A renewed Houthi campaign against shipping could again draw in US and Western forces to the area, particularly after President Donald Trump targeted the rebels in a major air strike campaign.
And it comes at a sensitive moment in the Middle East, as a possible ceasefire in the Israel-Hamas war hangs in the balance and as Iran weighs whether to restart negotiations over its nuclear programme following US air strikes targeting its most-sensitive atomic sites amid an Israeli war against the Islamic Republic.
'It likely serves as a message that the Houthis continue to possess the capability and willingness to strike at strategic maritime targets regardless of diplomatic developments,' wrote Mohammad al-Basha, a Yemen analyst at the Basha Report risk advisory firm.
The British military's United Kingdom Maritime Trade Operations centre first said that an armed security team on the unidentified vessel had returned fire against an initial attack and that the 'situation is ongoing'.
It described the attack as happening 60 miles south west of Hodeida, Yemen, which is held by the country's Houthi rebels.
'Authorities are investigating,' it said, later adding that the ship was on fire after being 'struck by unknown projectiles'.
Ambrey, a private maritime security firm, issued an alert saying that a merchant ship had been 'attacked by eight skiffs while transiting northbound in the Red Sea'.
Ambrey later said the ship also had been attacked by bomb-carrying drone boats, which could mark a major escalation.
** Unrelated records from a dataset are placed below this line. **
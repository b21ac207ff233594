use crate::domain::model::{
    CandidateLists, ColumnSample, ConversionResult, LoadedFiles, SourceRecord, TargetRecord,
};
use std::fmt;
use std::path::{Path, PathBuf};

pub const SAMPLE_ENTRIES: usize = 3;
const COLUMN_SAMPLE_CHARS: usize = 50;
const MASKED_PASSWORD_MAX: usize = 8;

/// Everything printed after a conversion. Building it never touches the output files.
#[derive(Debug, Clone)]
pub struct ConversionReport {
    pub columns: Vec<ColumnSample>,
    pub total_entries: usize,
    pub missing_usernames: usize,
    pub primary_path: PathBuf,
    pub duplicates_path: Option<PathBuf>,
    pub duplicate_count: usize,
    pub sample: Vec<TargetRecord>,
    /// Site label and account count, most accounts first.
    pub multi_account_sites: Vec<(String, usize)>,
}

impl ConversionReport {
    pub fn new(
        columns: Vec<ColumnSample>,
        result: &ConversionResult,
        files: LoadedFiles,
    ) -> Self {
        Self {
            columns,
            total_entries: result.records.len(),
            missing_usernames: result.missing_usernames,
            primary_path: files.primary,
            duplicates_path: files.duplicates,
            duplicate_count: result.duplicates.len(),
            sample: result.records.iter().take(SAMPLE_ENTRIES).cloned().collect(),
            multi_account_sites: multi_account_sites(&result.url_counts),
        }
    }
}

impl ConversionReport {
    pub fn import_instructions(&self) -> String {
        import_instructions(&self.primary_path)
    }
}

impl fmt::Display for ConversionReport {
    fn fmt(&self, f: &mut fmt::Formatter<'_>) -> fmt::Result {
        if self.columns.is_empty() {
            writeln!(f, "📋 No data rows found in the export")?;
        } else {
            writeln!(f, "📋 Found columns:")?;
            for column in &self.columns {
                writeln!(f, "  - '{}': '{}'", column.header, column.sample)?;
            }
        }

        writeln!(f)?;
        writeln!(f, "📊 Username statistics:")?;
        writeln!(f, "   Total entries: {}", self.total_entries)?;
        writeln!(f, "   Missing usernames: {}", self.missing_usernames)?;
        writeln!(
            f,
            "   With usernames: {}",
            self.total_entries - self.missing_usernames
        )?;

        writeln!(f)?;
        writeln!(f, "✅ Converted: {} entries", self.total_entries)?;
        writeln!(f, "📁 Main file: {}", self.primary_path.display())?;

        if !self.sample.is_empty() {
            writeln!(f)?;
            writeln!(
                f,
                "🔍 Sample of output (first {} entries):",
                self.sample.len()
            )?;
            for (i, entry) in self.sample.iter().enumerate() {
                writeln!(f)?;
                writeln!(f, "Entry {}:", i + 1)?;
                writeln!(f, "  Title: {}", entry.title)?;
                writeln!(f, "  URL: {}", entry.url)?;
                writeln!(f, "  Username: {}", entry.username)?;
                writeln!(f, "  Password: {}", mask_password(&entry.password))?;
            }
        }

        if let Some(path) = &self.duplicates_path {
            writeln!(f)?;
            writeln!(
                f,
                "⚠️  Found {} duplicate URLs - modified for import",
                self.duplicate_count
            )?;
            writeln!(f, "📁 Duplicates saved to: {}", path.display())?;
        }

        if !self.multi_account_sites.is_empty() {
            writeln!(f)?;
            writeln!(f, "📊 Sites with multiple accounts:")?;
            for (site, count) in &self.multi_account_sites {
                writeln!(f, "  - {}: {} accounts", site, count)?;
            }
        }

        Ok(())
    }
}

/// URLs seen more than once, labelled by authority, sorted by count descending.
/// Ties keep first-seen order.
pub fn multi_account_sites(url_counts: &[(String, usize)]) -> Vec<(String, usize)> {
    let mut sites: Vec<(String, usize)> = url_counts
        .iter()
        .filter(|(_, count)| *count > 1)
        .map(|(url, count)| (site_label(url), *count))
        .collect();
    sites.sort_by(|a, b| b.1.cmp(&a.1));
    sites
}

/// Authority of a URL exactly as written (userinfo, host casing and port
/// kept), or the URL itself when it has none.
pub fn site_label(url: &str) -> String {
    let authority = url.split_once("://").map(|(_, rest)| {
        let end = rest.find(['/', '?', '#']).unwrap_or(rest.len());
        &rest[..end]
    });

    match authority {
        Some(authority) if !authority.is_empty() => authority.to_string(),
        _ => url.to_string(),
    }
}

/// Post-import steps, pointing at the primary file actually written.
pub fn import_instructions(primary: &Path) -> String {
    format!(
        "\
⚠️  IMPORTANT:
1. Import '{}' in Safari → Settings → Passwords
2. For duplicate URLs: They have been modified with ?account=N
3. After import, edit entries in Apple Passwords to remove the URL parameter
4. DELETE all CSV files after import!
5. Passkeys must be recreated manually

❓ If usernames are missing:
   - Check the CSV structure analysis above
   - Run with --debug flag for more details
   - Ensure the Proton Pass export includes the username field",
        primary.display()
    )
}

/// Header plus a short sample value for every column of the first data row.
pub fn column_samples(
    first: Option<&SourceRecord>,
    candidates: &CandidateLists,
) -> Vec<ColumnSample> {
    let Some(record) = first else {
        return Vec::new();
    };

    record
        .iter()
        .map(|(header, value)| ColumnSample {
            header: header.to_string(),
            sample: safe_preview(header, value, COLUMN_SAMPLE_CHARS, candidates),
        })
        .collect()
}

/// Non-empty cells of a row as `(header, preview)` pairs, secrets masked.
pub fn row_preview(
    record: &SourceRecord,
    limit: usize,
    candidates: &CandidateLists,
) -> Vec<(String, String)> {
    record
        .iter()
        .filter(|(_, value)| !value.is_empty())
        .map(|(header, value)| {
            let shown = safe_preview(header, value, limit, candidates);
            (header.to_string(), shown)
        })
        .collect()
}

fn safe_preview(header: &str, value: &str, limit: usize, candidates: &CandidateLists) -> String {
    if is_secret_header(header, candidates) && !value.is_empty() {
        mask_password(value)
    } else {
        truncate(value, limit)
    }
}

fn is_secret_header(header: &str, candidates: &CandidateLists) -> bool {
    let key = header.trim().to_lowercase();
    candidates
        .password
        .iter()
        .chain(candidates.otp.iter())
        .any(|name| name.trim().to_lowercase() == key)
}

/// First `limit` characters, with `...` appended when anything was cut.
pub fn truncate(value: &str, limit: usize) -> String {
    match value.char_indices().nth(limit) {
        Some((cut, _)) => format!("{}...", &value[..cut]),
        None => value.to_string(),
    }
}

pub fn mask_password(password: &str) -> String {
    if password.is_empty() {
        "(empty)".to_string()
    } else {
        "*".repeat(password.chars().count().min(MASKED_PASSWORD_MAX))
    }
}
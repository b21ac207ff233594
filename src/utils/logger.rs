use tracing_subscriber::{
    filter::Directive, layer::SubscriberExt, util::SubscriberInitExt, EnvFilter,
};

const DEBUG_TARGETS: [&str; 2] = ["pass_convert=debug", "convert=debug"];

/// Builds the CLI filter from `env` (normally `RUST_LOG`). With `debug` set,
/// this crate and the binary always log at debug level whatever `env` says.
pub fn cli_filter(debug: bool, env: Option<&str>) -> EnvFilter {
    let default = if debug {
        "pass_convert=debug,convert=debug,warn"
    } else {
        "pass_convert=info,convert=info,warn"
    };

    let mut filter = env
        .and_then(|spec| EnvFilter::try_new(spec).ok())
        .unwrap_or_else(|| EnvFilter::new(default));

    if debug {
        for target in DEBUG_TARGETS {
            if let Ok(directive) = target.parse::<Directive>() {
                filter = filter.add_directive(directive);
            }
        }
    }
    filter
}

pub fn init_cli_logger(debug: bool) {
    let env = std::env::var(EnvFilter::DEFAULT_ENV).ok();

    tracing_subscriber::registry()
        .with(cli_filter(debug, env.as_deref()))
        .with(
            tracing_subscriber::fmt::layer()
                .with_target(false)
                .with_thread_ids(false)
                .with_file(false)
                .with_line_number(false)
                .compact(),
        )
        .init();
}

#[cfg(test)]
mod tests {
    use super::*;

    #[test]
    fn test_debug_overrides_env_level() {
        let filter = cli_filter(true, Some("info")).to_string();
        assert!(filter.contains("pass_convert=debug"));
        assert!(filter.contains("convert=debug"));
    }

    #[test]
    fn test_env_level_kept_without_debug() {
        let filter = cli_filter(false, Some("warn")).to_string();
        assert!(!filter.contains("pass_convert=debug"));
        assert!(filter.contains("warn"));
    }

    #[test]
    fn test_default_filter_without_env() {
        let filter = cli_filter(false, None).to_string();
        assert!(filter.contains("pass_convert=info"));
    }
}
It said two drone boats struck the ship while another two had been destroyed by the armed guards on board.
The United Kingdom Maritime Trade Operations centre said the ship was taking on water and its crew were abandoning the vessel.
The Houthi rebels have been launching missile and drone attacks against commercial and military ships in the region in what the group's leadership has described as an effort to end Israel's offensive against Hamas in the Gaza Strip.
The group's al-Masirah satellite news channel acknowledged the attack occurred, but offered no other comment on it as it aired a speech by its secretive leader, Abdul Malik al-Houthi. However, Ambrey said the vessel targeted met 'the established Houthi target profile'.
Between November 2023 and January 2025, the Houthis targeted more than 100 merchant vessels with missiles and drones, sinking two of them and killing four sailors. That has greatly reduced the flow of trade through the Red Sea corridor, which typically sees 1 trillion dollars of goods move through it annually.